* **EXERCISE GOAL**:
Every entry needs to be written out again exactly.
*** SUPPLIED MATERIAL Section Begins ***
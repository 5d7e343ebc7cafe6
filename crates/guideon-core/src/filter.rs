// ── Filter predicates ──
//
// Pure set-membership predicates, one per store instance. Empty/unset
// dimensions match everything; set dimensions are AND-combined. Filter
// state is only mutated through the per-field update commands, and every
// update resets the page cursor (enforced by the owning store).

use chrono::{DateTime, Utc};
use serde::{Deserialize, Serialize};
use strum::{Display, EnumString};

use crate::model::{AuditKind, AuditLogEntry, DocumentEntry, DocumentStatus, Site};

// ── Sites ───────────────────────────────────────────────────────────

/// Activation dimension of the site filter.
#[derive(
    Debug, Clone, Copy, Default, PartialEq, Eq, Serialize, Deserialize, Display, EnumString,
)]
#[serde(rename_all = "lowercase")]
#[strum(serialize_all = "lowercase", ascii_case_insensitive)]
pub enum ActiveStatus {
    #[default]
    All,
    Active,
    Inactive,
}

/// Current constraints narrowing the site collection for display.
#[derive(Debug, Clone, Default, PartialEq, Eq)]
pub struct SiteFilter {
    /// Case-insensitive substring match against the site name.
    pub search_term: String,
    pub active_status: ActiveStatus,
}

impl SiteFilter {
    pub fn matches(&self, site: &Site) -> bool {
        if !self.search_term.is_empty() {
            let term = self.search_term.to_lowercase();
            if !site.name.to_lowercase().contains(&term) {
                return false;
            }
        }
        match self.active_status {
            ActiveStatus::All => true,
            ActiveStatus::Active => site.is_active,
            ActiveStatus::Inactive => !site.is_active,
        }
    }
}

/// Single-field update command for [`SiteFilter`].
#[derive(Debug, Clone, PartialEq, Eq)]
pub enum SiteFilterUpdate {
    SearchTerm(String),
    ActiveStatus(ActiveStatus),
}

impl SiteFilterUpdate {
    pub(crate) fn apply(self, filter: &mut SiteFilter) {
        match self {
            Self::SearchTerm(term) => filter.search_term = term,
            Self::ActiveStatus(status) => filter.active_status = status,
        }
    }
}

// ── Audit log ───────────────────────────────────────────────────────

/// Current constraints narrowing the audit trail for display.
///
/// The date range is inclusive on both ends and operates on
/// `occurred_at`, never on the display label.
#[derive(Debug, Clone, Copy, Default, PartialEq, Eq)]
pub struct AuditFilter {
    pub from: Option<DateTime<Utc>>,
    pub to: Option<DateTime<Utc>>,
    pub kind: Option<AuditKind>,
}

impl AuditFilter {
    pub fn matches(&self, entry: &AuditLogEntry) -> bool {
        if let Some(kind) = self.kind {
            if entry.kind != kind {
                return false;
            }
        }
        if let Some(from) = self.from {
            if entry.occurred_at < from {
                return false;
            }
        }
        if let Some(to) = self.to {
            if entry.occurred_at > to {
                return false;
            }
        }
        true
    }
}

/// Single-field update command for [`AuditFilter`].
#[derive(Debug, Clone, Copy, PartialEq, Eq)]
pub enum AuditFilterUpdate {
    From(Option<DateTime<Utc>>),
    To(Option<DateTime<Utc>>),
    Kind(Option<AuditKind>),
}

impl AuditFilterUpdate {
    pub(crate) fn apply(self, filter: &mut AuditFilter) {
        match self {
            Self::From(from) => filter.from = from,
            Self::To(to) => filter.to = to,
            Self::Kind(kind) => filter.kind = kind,
        }
    }
}

// ── Documents ───────────────────────────────────────────────────────

/// Current constraints narrowing the document ledger for display.
#[derive(Debug, Clone, Copy, Default, PartialEq, Eq)]
pub struct DocumentFilter {
    pub status: Option<DocumentStatus>,
}

impl DocumentFilter {
    pub fn matches(&self, entry: &DocumentEntry) -> bool {
        self.status.is_none_or(|status| entry.status == status)
    }
}

#[cfg(test)]
#[allow(clippy::unwrap_used)]
mod tests {
    use chrono::{TimeZone, Utc};

    use super::*;
    use crate::model::{AuditStatus, EntryId, SiteId};

    fn site(name: &str, is_active: bool) -> Site {
        let stamp = Utc.with_ymd_and_hms(2026, 1, 15, 9, 0, 0).unwrap();
        Site {
            id: SiteId::new(1),
            name: name.into(),
            is_active,
            created_at: stamp,
            updated_at: stamp,
        }
    }

    fn entry(kind: AuditKind, day: u32) -> AuditLogEntry {
        AuditLogEntry {
            id: EntryId::new(1),
            kind,
            site: None,
            action: "backup".into(),
            target: "DB_Daily".into(),
            status: AuditStatus::Success,
            message: "done".into(),
            occurred_at: Utc.with_ymd_and_hms(2026, 2, day, 12, 0, 0).unwrap(),
            time_label: "1 hour ago".into(),
        }
    }

    #[test]
    fn empty_site_filter_matches_everything() {
        let filter = SiteFilter::default();
        assert!(filter.matches(&site("Everland", true)));
        assert!(filter.matches(&site("Everland", false)));
    }

    #[test]
    fn search_term_is_case_insensitive_substring() {
        let mut filter = SiteFilter::default();
        SiteFilterUpdate::SearchTerm("EVER".into()).apply(&mut filter);
        assert!(filter.matches(&site("Everland", true)));
        assert!(!filter.matches(&site("Gyeongbokgung Palace", true)));
    }

    #[test]
    fn active_status_is_exact_match() {
        let mut filter = SiteFilter::default();
        SiteFilterUpdate::ActiveStatus(ActiveStatus::Inactive).apply(&mut filter);
        assert!(!filter.matches(&site("Everland", true)));
        assert!(filter.matches(&site("Everland", false)));
    }

    #[test]
    fn dimensions_combine_with_and() {
        let filter = SiteFilter {
            search_term: "land".into(),
            active_status: ActiveStatus::Active,
        };
        assert!(filter.matches(&site("Everland", true)));
        assert!(!filter.matches(&site("Everland", false)));
        assert!(!filter.matches(&site("Namsan Tower", true)));
    }

    #[test]
    fn filtering_is_idempotent() {
        let filter = SiteFilter {
            search_term: "land".into(),
            active_status: ActiveStatus::All,
        };
        let sites = vec![site("Everland", true), site("Namsan Tower", true)];
        let once: Vec<_> = sites.iter().filter(|s| filter.matches(s)).collect();
        let twice: Vec<_> = once.iter().filter(|s| filter.matches(s)).collect();
        assert_eq!(once.len(), twice.len());
    }

    #[test]
    fn audit_kind_filter_is_exact() {
        let filter = AuditFilter {
            kind: Some(AuditKind::System),
            ..AuditFilter::default()
        };
        assert!(filter.matches(&entry(AuditKind::System, 1)));
        assert!(!filter.matches(&entry(AuditKind::Device, 1)));
    }

    #[test]
    fn audit_date_range_is_inclusive() {
        let filter = AuditFilter {
            from: Some(Utc.with_ymd_and_hms(2026, 2, 2, 12, 0, 0).unwrap()),
            to: Some(Utc.with_ymd_and_hms(2026, 2, 4, 12, 0, 0).unwrap()),
            kind: None,
        };
        assert!(!filter.matches(&entry(AuditKind::System, 1)));
        assert!(filter.matches(&entry(AuditKind::System, 2)));
        assert!(filter.matches(&entry(AuditKind::System, 4)));
        assert!(!filter.matches(&entry(AuditKind::System, 5)));
    }

    #[test]
    fn audit_range_composes_with_kind() {
        let filter = AuditFilter {
            from: Some(Utc.with_ymd_and_hms(2026, 2, 2, 0, 0, 0).unwrap()),
            to: None,
            kind: Some(AuditKind::User),
        };
        assert!(filter.matches(&entry(AuditKind::User, 3)));
        assert!(!filter.matches(&entry(AuditKind::System, 3)));
        assert!(!filter.matches(&entry(AuditKind::User, 1)));
    }
}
*** SUPPLIED MATERIAL Section Ends ***
* **REPLY TO THE EXERCISE**:
repository 5d7e343ebc7cafe6
filename crates/guideon-core/src/filter.rs
// ── Filter predicates ──
//
// Pure set-membership predicates, one per store instance. Empty/unset
// dimensions match everything; set dimensions are AND-combined. Filter
// state is only mutated through the per-field update commands, and every
// update resets the page cursor (enforced by the owning store).

use chrono::{DateTime, Utc};
use serde::{Deserialize, Serialize};
use strum::{Display, EnumString};

use crate::model::{AuditKind, AuditLogEntry, DocumentEntry, DocumentStatus, Site};

// ── Sites ───────────────────────────────────────────────────────────

/// Activation dimension of the site filter.
#[derive(
    Debug, Clone, Copy, Default, PartialEq, Eq, Serialize, Deserialize, Display, EnumString,
)]
#[serde(rename_all = "lowercase")]
#[strum(serialize_all = "lowercase", ascii_case_insensitive)]
pub enum ActiveStatus {
    #[default]
    All,
    Active,
    Inactive,
}

/// Current constraints narrowing the site collection for display.
#[derive(Debug, Clone, Default, PartialEq, Eq)]
pub struct SiteFilter {
    /// Case-insensitive substring match against the site name.
    pub search_term: String,
    pub active_status: ActiveStatus,
}

impl SiteFilter {
    pub fn matches(&self, site: &Site) -> bool {
        if !self.search_term.is_empty() {
            let term = self.search_term.to_lowercase();
            if !site.name.to_lowercase().contains(&term) {
                return false;
            }
        }
        match self.active_status {
            ActiveStatus::All => true,
            ActiveStatus::Active => site.is_active,
            ActiveStatus::Inactive => !site.is_active,
        }
    }
}

/// Single-field update command for [`SiteFilter`].
#[derive(Debug, Clone, PartialEq, Eq)]
pub enum SiteFilterUpdate {
    SearchTerm(String),
    ActiveStatus(ActiveStatus),
}

impl SiteFilterUpdate {
    pub(crate) fn apply(self, filter: &mut SiteFilter) {
        match self {
            Self::SearchTerm(term) => filter.search_term = term,
            Self::ActiveStatus(status) => filter.active_status = status,
        }
    }
}

// ── Audit log ───────────────────────────────────────────────────────

/// Current constraints narrowing the audit trail for display.
///
/// The date range is inclusive on both ends and operates on
/// `occurred_at`, never on the display label.
#[derive(Debug, Clone, Copy, Default, PartialEq, Eq)]
pub struct AuditFilter {
    pub from: Option<DateTime<Utc>>,
    pub to: Option<DateTime<Utc>>,
    pub kind: Option<AuditKind>,
}

impl AuditFilter {
    pub fn matches(&self, entry: &AuditLogEntry) -> bool {
        if let Some(kind) = self.kind {
            if entry.kind != kind {
                return false;
            }
        }
        if let Some(from) = self.from {
            if entry.occurred_at < from {
                return false;
            }
        }
        if let Some(to) = self.to {
            if entry.occurred_at > to {
                return false;
            }
        }
        true
    }
}

/// Single-field update command for [`AuditFilter`].
#[derive(Debug, Clone, Copy, PartialEq, Eq)]
pub enum AuditFilterUpdate {
    From(Option<DateTime<Utc>>),
    To(Option<DateTime<Utc>>),
    Kind(Option<AuditKind>),
}

impl AuditFilterUpdate {
    pub(crate) fn apply(self, filter: &mut AuditFilter) {
        match self {
            Self::From(from) => filter.from = from,
            Self::To(to) => filter.to = to,
            Self::Kind(kind) => filter.kind = kind,
        }
    }
}

// ── Documents ───────────────────────────────────────────────────────

/// Current constraints narrowing the document ledger for display.
#[derive(Debug, Clone, Copy, Default, PartialEq, Eq)]
pub struct DocumentFilter {
    pub status: Option<DocumentStatus>,
}

impl DocumentFilter {
    pub fn matches(&self, entry: &DocumentEntry) -> bool {
        self.status.is_none_or(|status| entry.status == status)
    }
}

#[cfg(test)]
#[allow(clippy::unwrap_used)]
mod tests {
    use chrono::{TimeZone, Utc};

    use super::*;
    use crate::model::{AuditStatus, EntryId, SiteId};

    fn site(name: &str, is_active: bool) -> Site {
        let stamp = Utc.with_ymd_and_hms(2026, 1, 15, 9, 0, 0).unwrap();
        Site {
            id: SiteId::new(1),
            name: name.into(),
            is_active,
            created_at: stamp,
            updated_at: stamp,
        }
    }

    fn entry(kind: AuditKind, day: u32) -> AuditLogEntry {
        AuditLogEntry {
            id: EntryId::new(1),
            kind,
            site: None,
            action: "backup".into(),
            target: "DB_Daily".into(),
            status: AuditStatus::Success,
            message: "done".into(),
            occurred_at: Utc.with_ymd_and_hms(2026, 2, day, 12, 0, 0).unwrap(),
            time_label: "1 hour ago".into(),
        }
    }

    #[test]
    fn empty_site_filter_matches_everything() {
        let filter = SiteFilter::default();
        assert!(filter.matches(&site("Everland", true)));
        assert!(filter.matches(&site("Everland", false)));
    }

    #[test]
    fn search_term_is_case_insensitive_substring() {
        let mut filter = SiteFilter::default();
        SiteFilterUpdate::SearchTerm("EVER".into()).apply(&mut filter);
        assert!(filter.matches(&site("Everland", true)));
        assert!(!filter.matches(&site("Gyeongbokgung Palace", true)));
    }

    #[test]
    fn active_status_is_exact_match() {
        let mut filter = SiteFilter::default();
        SiteFilterUpdate::ActiveStatus(ActiveStatus::Inactive).apply(&mut filter);
        assert!(!filter.matches(&site("Everland", true)));
        assert!(filter.matches(&site("Everland", false)));
    }

    #[test]
    fn dimensions_combine_with_and() {
        let filter = SiteFilter {
            search_term: "land".into(),
            active_status: ActiveStatus::Active,
        };
        assert!(filter.matches(&site("Everland", true)));
        assert!(!filter.matches(&site("Everland", false)));
        assert!(!filter.matches(&site("Namsan Tower", true)));
    }

    #[test]
    fn filtering_is_idempotent() {
        let filter = SiteFilter {
            search_term: "land".into(),
            active_status: ActiveStatus::All,
        };
        let sites = vec![site("Everland", true), site("Namsan Tower", true)];
        let once: Vec<_> = sites.iter().filter(|s| filter.matches(s)).collect();
        let twice: Vec<_> = once.iter().filter(|s| filter.matches(s)).collect();
        assert_eq!(once.len(), twice.len());
    }

    #[test]
    fn audit_kind_filter_is_exact() {
        let filter = AuditFilter {
            kind: Some(AuditKind::System),
            ..AuditFilter::default()
        };
        assert!(filter.matches(&entry(AuditKind::System, 1)));
        assert!(!filter.matches(&entry(AuditKind::Device, 1)));
    }

    #[test]
    fn audit_date_range_is_inclusive() {
        let filter = AuditFilter {
            from: Some(Utc.with_ymd_and_hms(2026, 2, 2, 12, 0, 0).unwrap()),
            to: Some(Utc.with_ymd_and_hms(2026, 2, 4, 12, 0, 0).unwrap()),
            kind: None,
        };
        assert!(!filter.matches(&entry(AuditKind::System, 1)));
        assert!(filter.matches(&entry(AuditKind::System, 2)));
        assert!(filter.matches(&entry(AuditKind::System, 4)));
        assert!(!filter.matches(&entry(AuditKind::System, 5)));
    }

    #[test]
    fn audit_range_composes_with_kind() {
        let filter = AuditFilter {
            from: Some(Utc.with_ymd_and_hms(2026, 2, 2, 0, 0, 0).unwrap()),
            to: None,
            kind: Some(AuditKind::User),
        };
        assert!(filter.matches(&entry(AuditKind::User, 3)));
        assert!(!filter.matches(&entry(AuditKind::System, 3)));
        assert!(!filter.matches(&entry(AuditKind::User, 1)));
    }
}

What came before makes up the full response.